_Problem to work on_
Below is a listing. Set down exactly the lines from the one containing "use std::path::Path;" through the one containing "them with the", both ends included, and leave out the rest.

_Information shown_
★ ★ ★ ★ ★
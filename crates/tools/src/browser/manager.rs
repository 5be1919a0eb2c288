//! Owner of the single live browser session.

use serde_json::{json, Value};
use sisypho_core::config::BrowserConfig;
use sisypho_core::{Error, Paths, Result};
use std::sync::Arc;
use std::time::Duration;
use tokio::sync::Mutex;
use tracing::{info, warn};

use super::session::{BrowserSession, HealthReport};
use super::strategy::{standard_chain, AcquireStrategy};

/// Manager handle shared by capability wrappers; the lock gives one action exclusive access.
pub type SharedBrowser = Arc<Mutex<BrowserSessionManager>>;

/// Why a live session is no longer reusable.
#[derive(Debug, Clone, PartialEq, Eq)]
pub enum RecycleReason {
    PageClosed,
    Expired,
    Unresponsive,
    MemoryExceeded(u64),
}

impl std::fmt::Display for RecycleReason {
    fn fmt(&self, f: &mut std::fmt::Formatter<'_>) -> std::fmt::Result {
        match self {
            RecycleReason::PageClosed => f.write_str("page closed"),
            RecycleReason::Expired => f.write_str("session older than TTL"),
            RecycleReason::Unresponsive => f.write_str("page unresponsive"),
            RecycleReason::MemoryExceeded(mb) => write!(f, "memory use {} MB over limit", mb),
        }
    }
}

pub struct BrowserSessionManager {
    strategies: Vec<Box<dyn AcquireStrategy>>,
    session: Option<BrowserSession>,
    ttl: Duration,
    max_memory_mb: u64,
}

impl BrowserSessionManager {
    pub fn new(strategies: Vec<Box<dyn AcquireStrategy>>, ttl: Duration, max_memory_mb: u64) -> Self {
        Self {
            strategies,
            session: None,
            ttl,
            max_memory_mb,
        }
    }

    pub fn from_config(config: &BrowserConfig, paths: &Paths) -> Self {
        Self::new(
            standard_chain(config, paths),
            Duration::from_secs(config.ttl_secs),
            config.max_memory_mb,
        )
    }

    pub fn into_shared(self) -> SharedBrowser {
        Arc::new(Mutex::new(self))
    }

    /// The live session, recycled first if it is no longer healthy.
    pub async fn acquire_session(&mut self) -> Result<&BrowserSession> {
        self.invalidate_if_unhealthy().await;
        if self.session.is_none() {
            let session = self.run_chain().await?;
            self.session = Some(session);
        }
        self.session
            .as_ref()
            .ok_or_else(|| Error::Browser("no browser session".into()))
    }

    /// Tear the session down if any health trigger fires. Returns true if it did.
    pub async fn invalidate_if_unhealthy(&mut self) -> bool {
        let Some(reason) = self.recycle_reason().await else {
            return false;
        };
        if let Some(session) = self.session.take() {
            info!(
                tier = session.tier(),
                port = session.debug_port(),
                reason = %reason,
                "Recycling browser session"
            );
            session.close().await;
        }
        true
    }

    pub async fn release(&mut self) {
        if let Some(session) = self.session.take() {
            session.close().await;
        }
    }

    pub fn current(&self) -> Option<&BrowserSession> {
        self.session.as_ref()
    }

    pub async fn health(&self) -> Option<HealthReport> {
        let session = self.session.as_ref()?;
        let page = session.page();
        let open = page.is_open();
        let responsive = open && page.ping().await.is_ok();
        let current_url = if responsive {
            page.current_url().await.ok()
        } else {
            None
        };
        Some(HealthReport {
            tier: session.tier().to_string(),
            debug_port: session.debug_port(),
            age_secs: session.age().as_secs(),
            open,
            responsive,
            memory_mb: session.memory_mb().await,
            owns_process: session.owns_process(),
            profile_dir: session.profile_dir().map(|p| p.display().to_string()),
            executable: session.executable_path().map(|p| p.display().to_string()),
            current_url,
        })
    }

    pub async fn status(&self) -> Value {
        match self.health().await {
            Some(report) => json!({
                "active": true,
                "ttlSecs": self.ttl.as_secs(),
                "maxMemoryMb": self.max_memory_mb,
                "session": report,
            }),
            None => json!({ "active": false, "ttlSecs": self.ttl.as_secs() }),
        }
    }

    /// Clear page storage between runs. A failure recycles the session instead.
    pub async fn reset_storage(&mut self) -> Result<()> {
        let cleared = {
            let session = self.acquire_session().await?;
            session.page().clear_storage().await
        };
        if let Err(e) = cleared {
            warn!(error = %e, "Clearing browser storage failed, recycling session");
            self.release().await;
        }
        Ok(())
    }

    async fn recycle_reason(&self) -> Option<RecycleReason> {
        let session = self.session.as_ref()?;
        let page = session.page();
        if !page.is_open() {
            return Some(RecycleReason::PageClosed);
        }
        if session.age() >= self.ttl {
            return Some(RecycleReason::Expired);
        }
        if let Err(e) = page.ping().await {
            warn!(port = session.debug_port(), error = %e, "Browser ping failed");
            return Some(RecycleReason::Unresponsive);
        }
        if let Some(mb) = session.memory_mb().await {
            if mb > self.max_memory_mb {
                return Some(RecycleReason::MemoryExceeded(mb));
            }
        }
        None
    }

    async fn run_chain(&self) -> Result<BrowserSession> {
        let mut failures = Vec::new();
        for strategy in &self.strategies {
            info!(tier = strategy.name(), "Trying browser acquisition tier");
            match strategy.attempt().await {
                Ok(session) => {
                    info!(tier = strategy.name(), port = session.debug_port(), "Browser session acquired");
                    return Ok(session);
                }
                Err(e) => {
                    warn!(tier = strategy.name(), error = %e, "Browser tier failed");
                    failures.push(format!("{}: {}", strategy.name(), e));
                }
            }
        }
        Err(Error::Browser(format!(
            "all browser acquisition tiers failed ({})",
            failures.join("; ")
        )))
    }
}
use sisypho_core::{Config, Paths};
use sisypho_skills::SkillCipher;
use std::path::Path;

/// Print a payload sealed for `timestamp` (or now).
pub async fn run(source: &Path, timestamp: Option<i64>) -> anyhow::Result<()> {
    let paths = Paths::new();
    let config = Config::load_or_default(&paths)?;
    let cipher = SkillCipher::from_config(&config.skills)?;

    let text = tokio::fs::read_to_string(source).await?;
    let at = timestamp.unwrap_or_else(|| chrono::Utc::now().timestamp());
    println!("{}", cipher.encrypt(&text, at)?);
    Ok(())
}
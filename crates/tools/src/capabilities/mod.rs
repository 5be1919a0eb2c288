//! The capability surface handed to skill code.
//!
//! Every wrapper here absorbs transport and browser errors, logs them with the
//! tool or selector involved, and reports plain success/failure or a value.

pub mod desktop;
pub mod notify;
pub mod spreadsheet;
pub mod web;

use async_trait::async_trait;
use serde_json::Value;
use sisypho_core::{Config, Paths};
use std::sync::Arc;

use crate::browser::{BrowserSessionManager, SharedBrowser};
use crate::mcp::{BackendRegistry, CallOutcome, SharedRegistry};

pub use desktop::{split_typed_text, Desktop, TypedChunk};
pub use notify::{present_files_line, Notifier};
pub use spreadsheet::{CellRef, FileWorkbooks, SpreadsheetStore};
pub use web::Web;

/// Anything that can route a tool call to a backend.
#[async_trait]
pub trait ToolCaller: Send + Sync {
    async fn call_tool(&self, tool: &str, arguments: Value) -> CallOutcome;
}

#[async_trait]
impl ToolCaller for SharedRegistry {
    async fn call_tool(&self, tool: &str, arguments: Value) -> CallOutcome {
        self.lock().await.call(tool, arguments, None).await
    }
}

/// Everything a running skill may touch, wired to one registry and one browser manager.
#[derive(Clone)]
pub struct Capabilities {
    pub desktop: Arc<Desktop>,
    pub web: Arc<Web>,
    pub sheets: Arc<dyn SpreadsheetStore>,
    pub notifier: Arc<Notifier>,
    registry: SharedRegistry,
    browser: SharedBrowser,
}

impl Capabilities {
    pub fn new(registry: SharedRegistry, browser: SharedBrowser, paths: &Paths) -> Self {
        Self {
            desktop: Arc::new(Desktop::new(Arc::new(registry.clone()))),
            web: Arc::new(Web::new(browser.clone())),
            sheets: Arc::new(FileWorkbooks::new(paths.workbooks_dir())),
            notifier: Arc::new(Notifier::stdout()),
            registry,
            browser,
        }
    }

    /// Registry from configured backends plus a lazily acquired browser.
    pub fn from_config(config: &Config, paths: &Paths) -> Self {
        let registry = BackendRegistry::from_config(config, paths).into_shared();
        let browser = BrowserSessionManager::from_config(&config.browser, paths).into_shared();
        Self::new(registry, browser, paths)
    }

    pub fn with_desktop(mut self, desktop: Desktop) -> Self {
        self.desktop = Arc::new(desktop);
        self
    }

    pub fn with_sheets(mut self, sheets: Arc<dyn SpreadsheetStore>) -> Self {
        self.sheets = sheets;
        self
    }

    pub fn with_notifier(mut self, notifier: Notifier) -> Self {
        self.notifier = Arc::new(notifier);
        self
    }

    pub fn registry(&self) -> &SharedRegistry {
        &self.registry
    }

    pub fn browser(&self) -> &SharedBrowser {
        &self.browser
    }

    /// Stop every backend and close the browser session.
    pub async fn shutdown(&self) {
        self.registry.lock().await.cleanup().await;
        self.browser.lock().await.release().await;
        self.sheets.close_all();
    }
}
★ ★ ★ ★ ★
_Response to the task_
use std::path::Path;

/// Print a payload sealed for `timestamp` (or now).
pub async fn run(source: &Path, timestamp: Option<i64>) -> anyhow::Result<()> {
    let paths = Paths::new();
    let config = Config::load_or_default(&paths)?;
    let cipher = SkillCipher::from_config(&config.skills)?;

    let text = tokio::fs::read_to_string(source).await?;
    let at = timestamp.unwrap_or_else(|| chrono::Utc::now().timestamp());
    println!("{}", cipher.encrypt(&text, at)?);
    Ok(())
}
filename crates/tools/src/capabilities/mod.rs
repository 5be1919a0eb2c288
//! The capability surface handed to skill code.
//!
//! Every wrapper here absorbs transport and browser errors, logs them with the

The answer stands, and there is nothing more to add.